Wednesday, January 2, 2013

mercy

Once you were not a people, but now you are the people of God; once you had not received mercy, but now you have received mercy.

At the moment, 1 Peter 2:10 is not only among my favorite verses in the Bible, it's up there with "The Snow Man" and "Law Like Love" for my favorite things people have done with words, period. If Christianity appeals to me because its claims about my limitations resonate so loudly, it saves itself from becoming just another exercise in self-deprication by virtue of the things it frees me from caring about:

Once I could not abide in a body that weighed more than one hundred ten pounds; now I have received mercy.

Once, getting an A- meant I was stupid and worthless; now, I have received mercy.

Once, I compulsively disparaged people whose ideas and opinions felt threatening to me; now, I have received mercy.

Once, I  prolonged every conflict I encountered until I found a way to "win"; now, I have received mercy. 

Once, my desire to help those around me was inevitably subjugated to my need to be central in their lives; now, I have received mercy. 

Once, I was so adept with my tongue-claws that I cut people down without a first thought, let alone a second. Now? Mercy! 

The religious tradition in which I grew up wasn't liturgical.

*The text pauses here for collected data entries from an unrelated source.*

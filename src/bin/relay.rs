//! Process entry point: reads configuration, loads the node/peer
//! directory, opens the mutually-authenticated TLS connections, and
//! drives both relay loops to completion.
//!
//! Wiring style follows `swedishembedded-sven`'s `main.rs`: parse with
//! `clap`, initialize `tracing-subscriber` first, then hand off to an
//! async body that returns an exit code instead of unwinding panics.

use std::process::ExitCode;
use std::sync::Arc;

use clap::Parser;
use tokio_rustls::{TlsAcceptor, TlsConnector};
use tracing::{error, info};
use tracing_subscriber::{fmt, prelude::*, EnvFilter};

use swpt_relay::broker::{BrokerAdapter, MemoryBroker};
use swpt_relay::config::RelayConfig;
use swpt_relay::directory::{get_database_instance, NodePeersDatabase};
use swpt_relay::protocol::client::{self, ClientConfig};
use swpt_relay::protocol::server::{self, ServerConfig};
use swpt_relay::relay::{ClientSide, ServerSide};
use swpt_relay::tls::{self, NodeIdentity};
use swpt_relay::translate::TranslatorConfig;

/// Configuration error: bad flags, an unreadable directory tree, or a
/// malformed certificate/key pair.
const EXIT_CONFIG_ERROR: u8 = 1;
/// The peer/node directory database could not be loaded.
const EXIT_DATABASE_ERROR: u8 = 2;
/// Every connection attempt to the peer failed, or the listener
/// terminated unexpectedly.
const EXIT_CONNECTION_ERROR: u8 = 3;

fn main() -> ExitCode {
    let cfg = RelayConfig::parse();
    init_logging(&cfg.log_filter);

    let runtime = match swpt_relay::async_runtime::init(cfg.worker_threads()) {
        Ok(rt) => rt,
        Err(e) => {
            eprintln!("failed to start async runtime: {e}");
            return ExitCode::from(EXIT_CONFIG_ERROR);
        }
    };

    runtime.block_on(run(cfg))
}

fn init_logging(filter: &str) {
    let env_filter = EnvFilter::try_new(filter).unwrap_or_else(|_| EnvFilter::new("info"));
    tracing_subscriber::registry().with(fmt::layer()).with(env_filter).init();
}

async fn run(cfg: RelayConfig) -> ExitCode {
    let identity = match load_identity(&cfg).await {
        Ok(identity) => identity,
        Err(e) => {
            error!(error = %e, "failed to load node identity");
            return ExitCode::from(EXIT_CONFIG_ERROR);
        }
    };

    let db = match get_database_instance(&cfg.db_url) {
        Ok(db) => db,
        Err(e) => {
            error!(error = %e, "unsupported database URL");
            return ExitCode::from(EXIT_DATABASE_ERROR);
        }
    };

    let node = match db.get_node_data().await {
        Ok(node) => Arc::new(node),
        Err(e) => {
            error!(error = %e, "failed to load node data");
            return ExitCode::from(EXIT_DATABASE_ERROR);
        }
    };
    let peer = match db.get_peer_data(&cfg.peer_node_id).await {
        Ok(peer) => Arc::new(peer),
        Err(e) => {
            error!(error = %e, peer_node_id = %cfg.peer_node_id, "failed to load peer data");
            return ExitCode::from(EXIT_DATABASE_ERROR);
        }
    };

    info!(node_id = %node.node_id, peer_node_id = %peer.node_id, "starting relay");

    let broker: Arc<dyn BrokerAdapter> = Arc::new(MemoryBroker::new(Vec::new()));
    let translator_config = TranslatorConfig::default();

    let client_config = match tls::client_config(&peer, &identity) {
        Ok(cfg) => cfg,
        Err(e) => {
            error!(error = %e, "failed to build client TLS config");
            return ExitCode::from(EXIT_CONFIG_ERROR);
        }
    };
    let server_config = match tls::server_config(&node, &peer, &identity) {
        Ok(cfg) => cfg,
        Err(e) => {
            error!(error = %e, "failed to build server TLS config");
            return ExitCode::from(EXIT_CONFIG_ERROR);
        }
    };

    let outbound = tokio::spawn(run_outbound(
        node.clone(),
        peer.clone(),
        cfg.clone(),
        broker.clone(),
        client_config,
    ));
    let inbound = tokio::spawn(run_inbound(
        node.clone(),
        peer.clone(),
        translator_config,
        cfg.clone(),
        broker.clone(),
        server_config,
    ));

    let (outbound, inbound) = tokio::join!(outbound, inbound);
    match (outbound, inbound) {
        (Ok(Ok(())), Ok(Ok(()))) => ExitCode::SUCCESS,
        (Ok(Err(e)), _) | (_, Ok(Err(e))) => {
            error!(error = %e, "relay connection terminated");
            ExitCode::from(EXIT_CONNECTION_ERROR)
        }
        _ => {
            error!("relay task panicked");
            ExitCode::from(EXIT_CONNECTION_ERROR)
        }
    }
}

async fn load_identity(cfg: &RelayConfig) -> std::io::Result<NodeIdentity> {
    Ok(NodeIdentity {
        cert_pem: tokio::fs::read(&cfg.node_cert).await?,
        key_pem: tokio::fs::read(&cfg.node_key).await?,
    })
}

async fn run_outbound(
    node: Arc<swpt_relay::directory::NodeInfo>,
    peer: Arc<swpt_relay::directory::PeerInfo>,
    cfg: RelayConfig,
    broker: Arc<dyn BrokerAdapter>,
    tls_config: Arc<rustls::ClientConfig>,
) -> swpt_relay::error::Result<()> {
    let (host, port) = peer
        .servers
        .first()
        .cloned()
        .ok_or_else(|| swpt_relay::error::ServerError::simple("peer has no servers configured"))?;

    let tcp = tokio::net::TcpStream::connect((host.as_str(), port)).await?;
    let server_name = rustls::pki_types::ServerName::try_from(host.clone())
        .map_err(|_| swpt_relay::error::ServerError::simple("invalid TLS server name"))?;
    let connector = TlsConnector::from(tls_config);
    let tls_stream = connector
        .connect(server_name, tcp)
        .await
        .map_err(|e| swpt_relay::error::ServerError::simple(format!("TLS handshake failed: {e}")))?;

    let conn = client::connect(
        tls_stream,
        ClientConfig {
            host: peer.stomp_host.clone().unwrap_or_else(|| node.node_id.clone()),
            send_destination: peer.stomp_destination.clone().unwrap_or(cfg.send_destination),
            hb_send_min: cfg.hb_send_min,
            hb_recv_desired: cfg.hb_recv_desired,
            max_network_delay: cfg.max_network_delay(),
            send_capacity: 64,
            recv_capacity: 64,
        },
    )
    .await?;

    ClientSide::new(node, peer, broker, conn).run().await
}

async fn run_inbound(
    node: Arc<swpt_relay::directory::NodeInfo>,
    peer: Arc<swpt_relay::directory::PeerInfo>,
    translator_config: TranslatorConfig,
    cfg: RelayConfig,
    broker: Arc<dyn BrokerAdapter>,
    tls_config: Arc<rustls::ServerConfig>,
) -> swpt_relay::error::Result<()> {
    let listener = tokio::net::TcpListener::bind(&cfg.listen_addr).await?;
    let acceptor = TlsAcceptor::from(tls_config);

    loop {
        let (tcp, peer_addr) = listener.accept().await?;
        info!(%peer_addr, "accepted inbound connection");
        let acceptor = acceptor.clone();
        let node = node.clone();
        let peer_info = peer.clone();
        let translator_config = translator_config.clone();
        let broker = broker.clone();
        let hb_send = cfg.hb_send_min;
        let hb_recv = cfg.hb_recv_desired;
        let max_network_delay = cfg.max_network_delay();

        tokio::spawn(async move {
            let tls_stream = match acceptor.accept(tcp).await {
                Ok(stream) => stream,
                Err(e) => {
                    error!(error = %e, %peer_addr, "TLS handshake failed");
                    return;
                }
            };

            let conn = match server::accept(
                tls_stream,
                ServerConfig {
                    hb_send,
                    hb_recv,
                    max_network_delay,
                    send_capacity: 64,
                    recv_capacity: 64,
                },
            )
            .await
            {
                Ok(conn) => conn,
                Err(e) => {
                    error!(error = %e, %peer_addr, "STOMP handshake failed");
                    return;
                }
            };

            if let Err(e) = ServerSide::new(node, peer_info, translator_config, broker, conn).run().await {
                error!(error = %e, %peer_addr, "inbound connection ended with an error");
            }
        });
    }
}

Church was dominated by fifty-minute sermons, the content of which depended on the individual pastor, and prayers were composed in real time, as the Spirit moved. As a result, I have limited experience with the ways in which ritual and repetition construct meaning, infuse meaning, seep into one's person so that faith becomes a matter of identity, of who one is, rather than of affiliation, who one claims to to be. 

And as a result of that, until recently, I hadn't really experienced grace itself, grace for its own sake: not the promise that I've been rescued from a somewhat implausible, supernatural future, but the reality that once I was this way, and now, at this moment, I am this other way, if I care to remember. 

Once, I was defined by my weight and my grades and my resume and the corrosive insecurity that still flares up like a virus from time to time. Now, I am defined by my humanity, by my relationship to God, to the universe He made and the other creatures with whom He filled it. And evaluating my own worth has been taking off the list of unpleasant tasks I am compelled to do -- along with attempting to control the size of my ass or getting other people to like me. That, to me, is a mercy more potent than I could have imagined before I experienced it.